:: WORK INSTRUCTION ::
In the entries below, find each line with the word "bind" and pull it out.

Records from a collection
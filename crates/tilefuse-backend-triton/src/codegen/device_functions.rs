use std::collections::HashMap;

use once_cell::sync::Lazy;
use tilefuse::config::GpuComputeCapability;
use tilefuse::hlo::{Opcode, PrimitiveType};

/// Math library routine names, without vendor prefix or precision suffix.
static DEVICE_FUNCTIONS: Lazy<HashMap<Opcode, &'static str>> = Lazy::new(|| {
    HashMap::from([
        (Opcode::Atan2, "atan2"),
        (Opcode::Cbrt, "cbrt"),
        (Opcode::Cos, "cos"),
        (Opcode::Exp, "exp"),
        (Opcode::Expm1, "expm1"),
        (Opcode::Log, "log"),
        (Opcode::Log1p, "log1p"),
        (Opcode::Power, "pow"),
        (Opcode::Remainder, "fmod"),
        (Opcode::Rsqrt, "rsqrt"),
        (Opcode::Sin, "sin"),
        (Opcode::Sqrt, "sqrt"),
        (Opcode::Tan, "tan"),
        (Opcode::Tanh, "tanh"),
    ])
});

/// Base routine name for `opcode`, if the math library implements it.
pub fn device_function_id(opcode: Opcode) -> Option<&'static str> {
    DEVICE_FUNCTIONS.get(&opcode).copied()
}

/// Target-specific symbol of the routine implementing `opcode` for `ty`.
///
/// Only `f32` and `f64` have library routines.
pub fn device_function_name(
    opcode: Opcode,
    ty: PrimitiveType,
    target: &GpuComputeCapability,
) -> Option<String> {
    let base = device_function_id(opcode)?;
    let (nv_suffix, amd_suffix) = match ty {
        PrimitiveType::F32 => ("f", "_f32"),
        PrimitiveType::F64 => ("", "_f64"),
        _ => return None,
    };
    Some(match target {
        GpuComputeCapability::Cuda { .. } => format!("__nv_{base}{nv_suffix}"),
        GpuComputeCapability::Rocm { .. } => format!("__ocml_{base}{amd_suffix}"),
    })
}
//! Key-value store for persisted user preferences.
//!
//! One [`PreferenceStore`] is created per process and handed to every
//! consumer; clones share the same backend and the same change channel, so a
//! `set` through one handle is seen by every subscriber.

mod preferences;

pub use preferences::*;

use chrono::Utc;
use newsdeck_core::{CoreError, StoreError};
use sqlx::sqlite::{SqliteConnectOptions, SqlitePool, SqlitePoolOptions};
use sqlx::Row;
use std::collections::HashMap;
use std::str::FromStr;
use std::sync::Arc;
use tokio::sync::{broadcast, RwLock};
use tracing::{debug, info};

const CHANGE_CHANNEL_CAPACITY: usize = 64;

/// Emitted after every successful write. `value` is `None` for removals.
#[derive(Debug, Clone, PartialEq, Eq)]
pub struct PreferenceChange {
    pub key: String,
    pub value: Option<String>,
}

#[derive(Debug, Clone)]
enum Backend {
    Memory(Arc<RwLock<HashMap<String, String>>>),
    Sqlite(SqlitePool),
}

#[derive(Debug, Clone)]
pub struct PreferenceStore {
    backend: Backend,
    changes: broadcast::Sender<PreferenceChange>,
}

impl PreferenceStore {
    pub fn in_memory() -> Self {
        Self::with_backend(Backend::Memory(Arc::new(RwLock::new(HashMap::new()))))
    }

    /// Opens (creating if needed) a SQLite database. Call
    /// [`run_migrations`](Self::run_migrations) before first use.
    pub async fn connect(database_url: &str) -> Result<Self, CoreError> {
        let options = SqliteConnectOptions::from_str(database_url)
            .map_err(|e| StoreError::ConnectionFailed {
                reason: e.to_string(),
            })?
            .create_if_missing(true);

        let pool = SqlitePoolOptions::new()
            .max_connections(5)
            .connect_with(options)
            .await
            .map_err(|e| StoreError::ConnectionFailed {
                reason: e.to_string(),
            })?;

        info!("Connected to preference database at {}", database_url);
        Ok(Self::with_backend(Backend::Sqlite(pool)))
    }

    fn with_backend(backend: Backend) -> Self {
        let (changes, _) = broadcast::channel(CHANGE_CHANNEL_CAPACITY);
        Self { backend, changes }
    }

    pub async fn run_migrations(&self) -> Result<(), CoreError> {
        let Backend::Sqlite(pool) = &self.backend else {
            return Ok(());
        };

        sqlx::query(
            "CREATE TABLE IF NOT EXISTS settings (
                key TEXT PRIMARY KEY NOT NULL,
                value TEXT NOT NULL,
                updated_at INTEGER NOT NULL
            )",
        )
        .execute(pool)
        .await
        .map_err(|e| StoreError::MigrationFailed {
            migration: format!("create settings table: {e}"),
        })?;

        debug!("Preference store migrations applied");
        Ok(())
    }

    pub async fn get(&self, key: &str) -> Result<Option<String>, CoreError> {
        match &self.backend {
            Backend::Memory(map) => Ok(map.read().await.get(key).cloned()),
            Backend::Sqlite(pool) => {
                let row = sqlx::query("SELECT value FROM settings WHERE key = ?")
                    .bind(key)
                    .fetch_optional(pool)
                    .await
                    .map_err(StoreError::from)?;
                match row {
                    Some(row) => Ok(Some(
                        row.try_get::<String, _>("value")
                            .map_err(StoreError::from)?,
                    )),
                    None => Ok(None),
                }
            }
        }
    }

    pub async fn set(&self, key: &str, value: &str) -> Result<(), CoreError> {
        match &self.backend {
            Backend::Memory(map) => {
                map.write().await.insert(key.to_string(), value.to_string());
            }
            Backend::Sqlite(pool) => {
                sqlx::query(
                    "INSERT INTO settings (key, value, updated_at) VALUES (?, ?, ?)
                     ON CONFLICT(key) DO UPDATE SET
                        value = excluded.value,
                        updated_at = excluded.updated_at",
                )
                .bind(key)
                .bind(value)
                .bind(Utc::now().timestamp())
                .execute(pool)
                .await
                .map_err(StoreError::from)?;
            }
        }

        debug!("Saved preference {}", key);
        self.notify(key, Some(value.to_string()));
        Ok(())
    }

    /// Deletes a key. Returns whether it existed.
    pub async fn remove(&self, key: &str) -> Result<bool, CoreError> {
        let existed = match &self.backend {
            Backend::Memory(map) => map.write().await.remove(key).is_some(),
            Backend::Sqlite(pool) => {
                let result = sqlx::query("DELETE FROM settings WHERE key = ?")
                    .bind(key)
                    .execute(pool)
                    .await
                    .map_err(StoreError::from)?;
                result.rows_affected() > 0
            }
        };

        if existed {
            debug!("Removed preference {}", key);
            self.notify(key, None);
        }
        Ok(existed)
    }

    /// Receives every change made through any clone of this store from now on.
    pub fn subscribe(&self) -> broadcast::Receiver<PreferenceChange> {
        self.changes.subscribe()
    }

    fn notify(&self, key: &str, value: Option<String>) {
        // No receivers is not an error: nobody is listening yet.
        let _ = self.changes.send(PreferenceChange {
            key: key.to_string(),
            value,
        });
    }
}
use crate::prefilter::{
    contains_any, count_matching, STORY_NEGATIVE_KEYWORDS, TECH_DOMAINS, TECH_KEYWORDS,
};
use chrono::{DateTime, Duration, Utc};
use newsdeck_core::{CoreError, Item, SourceError, SourceKind};
use serde::{Deserialize, Serialize};
use std::cmp::Reverse;
use tracing::{debug, info};
use url::Url;

pub const HACKER_NEWS_GROUP: &str = "hackernews";
const DISCUSSION_HOST: &str = "news.ycombinator.com";
const RECENT_WINDOW_HOURS: i64 = 24;

/// A story as returned by the Firebase `item/<id>.json` endpoint.
#[derive(Debug, Clone, Default, PartialEq, Serialize, Deserialize)]
#[serde(default)]
pub struct HackerNewsStory {
    pub id: u64,
    pub title: String,
    pub url: Option<String>,
    pub score: i64,
    pub by: Option<String>,
    pub time: i64,
    pub descendants: Option<u64>,
    #[serde(rename = "type")]
    pub kind: Option<String>,
}

impl HackerNewsStory {
    pub fn discussion_url(&self) -> String {
        format!("https://{DISCUSSION_HOST}/item?id={}", self.id)
    }

    fn host(&self) -> Option<String> {
        let url = self.url.as_deref()?;
        Url::parse(url)
            .ok()?
            .host_str()
            .map(|host| host.to_lowercase())
    }

    /// Keyword hits in the title, +2 for linking out, +3 for a known tech
    /// domain, -1 for text-only posts.
    pub fn tech_relevance(&self) -> i32 {
        let mut score = count_matching(&self.title, TECH_KEYWORDS) as i32;

        match self.url.as_deref() {
            Some(url) => {
                if !url.contains(DISCUSSION_HOST) {
                    score += 2;
                }
                if let Some(host) = self.host() {
                    if TECH_DOMAINS.iter().any(|domain| host.contains(domain)) {
                        score += 3;
                    }
                }
            }
            None => score -= 1,
        }

        score
    }

    fn is_ask_or_help(&self) -> bool {
        let title = self.title.to_lowercase();
        title.starts_with("ask hn") || (title.starts_with("show hn") && title.contains("help"))
    }

    fn rejection(&self, cutoff: i64) -> Option<&'static str> {
        if self.title.trim().is_empty() {
            Some("no title")
        } else if self.time < cutoff {
            Some("too old")
        } else if self.score < 1 {
            Some("insufficient upvotes")
        } else if contains_any(&self.title, STORY_NEGATIVE_KEYWORDS) {
            Some("contains negative keywords")
        } else if self.title.contains('?') {
            Some("contains question mark")
        } else if self.is_ask_or_help() {
            Some("ask/help post")
        } else if self.tech_relevance() < 1 {
            Some("low tech relevance")
        } else {
            None
        }
    }
}

impl From<HackerNewsStory> for Item {
    fn from(story: HackerNewsStory) -> Self {
        let url = story.url.clone().or_else(|| Some(story.discussion_url()));
        let mut extra = serde_json::Map::new();
        extra.insert(
            "discussionUrl".to_string(),
            serde_json::Value::String(story.discussion_url()),
        );

        Item {
            title: story.title,
            body: None,
            score: story.score,
            comment_count: story.descendants,
            created_at: Some(story.time).filter(|t| *t > 0),
            author: story.by,
            group: Some(HACKER_NEWS_GROUP.to_string()),
            flair: None,
            source: SourceKind::HackerNews,
            id: Some(story.id.to_string()),
            url,
            extra,
        }
    }
}

pub fn parse_story(json: &str) -> Result<HackerNewsStory, CoreError> {
    Ok(serde_json::from_str(json).map_err(invalid_payload)?)
}

/// Parses a JSON array of stories. `null` entries (deleted items) are skipped.
pub fn parse_stories(json: &str) -> Result<Vec<HackerNewsStory>, CoreError> {
    let stories: Vec<Option<HackerNewsStory>> =
        serde_json::from_str(json).map_err(invalid_payload)?;
    let stories: Vec<HackerNewsStory> = stories.into_iter().flatten().collect();
    debug!("Parsed {} Hacker News stories", stories.len());
    Ok(stories)
}

/// Keeps recent, upvoted, tech-relevant stories that are not questions,
/// most relevant first and then by score.
pub fn prefilter_stories(stories: Vec<HackerNewsStory>, now: DateTime<Utc>) -> Vec<HackerNewsStory> {
    let total = stories.len();
    let cutoff = (now - Duration::hours(RECENT_WINDOW_HOURS)).timestamp();

    let mut kept: Vec<HackerNewsStory> = stories
        .into_iter()
        .filter(|story| match story.rejection(cutoff) {
            Some(reason) => {
                debug!("HN: filtered out {:?} ({})", story.title, reason);
                false
            }
            None => true,
        })
        .collect();

    kept.sort_by_key(|story| (Reverse(story.tech_relevance()), Reverse(story.score)));
    info!(
        "HN: kept {} tech-focused stories out of {}",
        kept.len(),
        total
    );
    kept
}

pub fn stories_to_items(stories: Vec<HackerNewsStory>) -> Vec<Item> {
    stories.into_iter().map(Item::from).collect()
}

fn invalid_payload(e: serde_json::Error) -> SourceError {
    SourceError::InvalidPayload {
        source_name: HACKER_NEWS_GROUP.to_string(),
        details: e.to_string(),
    }
}
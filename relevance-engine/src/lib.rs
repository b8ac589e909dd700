pub mod filter;
pub mod highlight;
pub mod normalize;
pub mod pipeline;
pub mod ranking;
pub mod scoring;


pub use filter::{cap_per_group, filter_items, filter_items_at, Rejection};
pub use highlight::classify;
pub use normalize::{normalize_batch, relevance_percentage, MAX_PERCENTAGE};
pub use pipeline::{enhance_items, Pipeline};
pub use ranking::{group_ranked, rank_items, ItemGroup};
pub use scoring::{engagement_boost, score_item, score_with_preferences, RelevanceScore};
use thiserror::Error;

#[derive(Error, Debug)]
pub enum CoreError {
    #[error("Preference store error: {0}")]
    Store(#[from] StoreError),

    #[error("Source error: {0}")]
    Source(#[from] SourceError),

    #[error("Configuration error: {0}")]
    Config(#[from] ConfigError),

    #[error("IO error: {0}")]
    Io(#[from] std::io::Error),

    #[error("Serialization error: {0}")]
    Serialization(#[from] serde_json::Error),
}

#[derive(Error, Debug)]
pub enum StoreError {
    #[error("Connection failed: {reason}")]
    ConnectionFailed { reason: String },

    #[error("Migration failed: {migration}")]
    MigrationFailed { migration: String },

    #[error("Database locked")]
    DatabaseLocked,

    #[error("SQL error: {0}")]
    Sql(#[source] sqlx::Error),
}

const SQLITE_BUSY: i64 = 5;
const SQLITE_LOCKED: i64 = 6;

/// Busy and locked SQLite failures become [`StoreError::DatabaseLocked`] so
/// callers can retry them; everything else stays a plain SQL error.
impl From<sqlx::Error> for StoreError {
    fn from(e: sqlx::Error) -> Self {
        let locked = e
            .as_database_error()
            .and_then(|db| db.code())
            .is_some_and(|code| is_lock_code(&code));
        if locked {
            StoreError::DatabaseLocked
        } else {
            StoreError::Sql(e)
        }
    }
}

/// SQLite reports extended result codes; the primary code is the low byte.
fn is_lock_code(code: &str) -> bool {
    code.parse::<i64>()
        .is_ok_and(|code| matches!(code & 0xff, SQLITE_BUSY | SQLITE_LOCKED))
}

#[derive(Error, Debug, Clone)]
pub enum SourceError {
    #[error("Invalid {source_name} payload: {details}")]
    InvalidPayload {
        source_name: String,
        details: String,
    },

    #[error("Invalid timestamp: {value}")]
    InvalidTimestamp { value: String },
}

#[derive(Error, Debug)]
pub enum ConfigError {
    #[error("Configuration file not found: {path}")]
    FileNotFound { path: String },

    #[error("Invalid configuration format: {details}")]
    InvalidFormat { details: String },

    #[error("Missing required field: {field}")]
    MissingField { field: String },

    #[error("Invalid value for {field}: {value}")]
    InvalidValue { field: String, value: String },

    #[error("Configuration validation failed: {reason}")]
    ValidationFailed { reason: String },

    #[error("Permission denied accessing config: {path}")]
    PermissionDenied { path: String },

    #[error("Configuration parsing error: {0}")]
    Parse(#[from] toml::de::Error),
}
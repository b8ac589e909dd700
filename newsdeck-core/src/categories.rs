use serde::{Deserialize, Serialize};

/// A named, weighted group of related keywords.
#[derive(Debug, Clone, PartialEq, Serialize, Deserialize)]
#[serde(rename_all = "camelCase")]
pub struct KeywordCategory {
    pub id: String,
    pub name: String,
    #[serde(default)]
    pub keywords: Vec<String>,
    #[serde(default = "default_weight")]
    pub weight: f64,
    #[serde(default)]
    pub color: String,
}

fn default_weight() -> f64 {
    1.0
}

impl KeywordCategory {
    pub fn new(id: impl Into<String>, name: impl Into<String>, weight: f64) -> Self {
        Self {
            id: id.into(),
            name: name.into(),
            keywords: Vec::new(),
            weight,
            color: String::new(),
        }
    }

    pub fn with_keywords<I, S>(mut self, keywords: I) -> Self
    where
        I: IntoIterator<Item = S>,
        S: Into<String>,
    {
        self.keywords.extend(keywords.into_iter().map(Into::into));
        self
    }

    pub fn with_color(mut self, color: impl Into<String>) -> Self {
        self.color = color.into();
        self
    }

    /// Weight usable for scoring. Non-finite or non-positive weights score nothing.
    pub fn effective_weight(&self) -> f64 {
        if self.weight.is_finite() && self.weight > 0.0 {
            self.weight
        } else {
            0.0
        }
    }

    /// Adds a user keyword. Returns false when it is blank or already present
    /// (case-insensitively).
    pub fn add_keyword(&mut self, keyword: &str) -> bool {
        let keyword = keyword.trim();
        if keyword.is_empty() || self.has_keyword(keyword) {
            return false;
        }
        self.keywords.push(keyword.to_string());
        true
    }

    pub fn remove_keyword(&mut self, keyword: &str) -> bool {
        let lower = keyword.trim().to_lowercase();
        let before = self.keywords.len();
        self.keywords.retain(|k| k.to_lowercase() != lower);
        self.keywords.len() != before
    }

    /// Replaces the keyword list, trimming entries and dropping blanks.
    pub fn set_keywords<I, S>(&mut self, keywords: I)
    where
        I: IntoIterator<Item = S>,
        S: AsRef<str>,
    {
        self.keywords.clear();
        for keyword in keywords {
            self.add_keyword(keyword.as_ref());
        }
    }

    fn has_keyword(&self, keyword: &str) -> bool {
        let lower = keyword.to_lowercase();
        self.keywords.iter().any(|k| k.to_lowercase() == lower)
    }
}

/// The built-in category table.
pub fn default_categories() -> Vec<KeywordCategory> {
    vec![
        KeywordCategory::new("ai", "AI & Machine Learning", 1.5)
            .with_keywords([
                "artificial intelligence",
                "machine learning",
                "deep learning",
                "neural network",
                "chatgpt",
                "gpt",
                "llm",
                "large language model",
                "transformer",
                "bert",
                "openai",
                "anthropic",
                "claude",
                "gemini",
                "bard",
                "copilot",
                "ai",
                "ml",
                "nlp",
                "computer vision",
                "generative ai",
                "prompt engineering",
                "fine-tuning",
                "rlhf",
                "agi",
                "diffusion",
                "stable diffusion",
            ])
            .with_color("green"),
        KeywordCategory::new("development", "Development & Programming", 1.2)
            .with_keywords([
                "programming",
                "coding",
                "development",
                "software",
                "javascript",
                "typescript",
                "react",
                "vue",
                "angular",
                "node",
                "python",
                "rust",
                "go",
                "java",
                "api",
                "framework",
                "library",
                "git",
                "github",
                "deployment",
                "devops",
                "docker",
                "kubernetes",
                "cloud",
                "aws",
                "frontend",
                "backend",
                "fullstack",
            ])
            .with_color("blue"),
        KeywordCategory::new("startup", "Startup & Business", 1.0)
            .with_keywords([
                "startup",
                "entrepreneur",
                "funding",
                "venture capital",
                "vc",
                "investment",
                "saas",
                "business model",
                "revenue",
                "growth",
                "scale",
                "monetization",
                "market",
                "product",
                "launch",
                "ipo",
                "acquisition",
                "unicorn",
            ])
            .with_color("amber"),
        KeywordCategory::new("tech", "Technology Trends", 1.1)
            .with_keywords([
                "blockchain",
                "crypto",
                "web3",
                "metaverse",
                "vr",
                "ar",
                "quantum",
                "cybersecurity",
                "privacy",
                "data",
                "analytics",
                "iot",
                "5g",
                "edge computing",
                "serverless",
                "microservices",
                "automation",
                "robotics",
            ])
            .with_color("purple"),
    ]
}

pub fn default_category_ids() -> Vec<String> {
    default_categories().into_iter().map(|c| c.id).collect()
}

:: RESULT OF THIS EXERCISE ::
                    .bind(key)
                .bind(key)
                .bind(value)
                .bind(Utc::now().timestamp())
                    .bind(key)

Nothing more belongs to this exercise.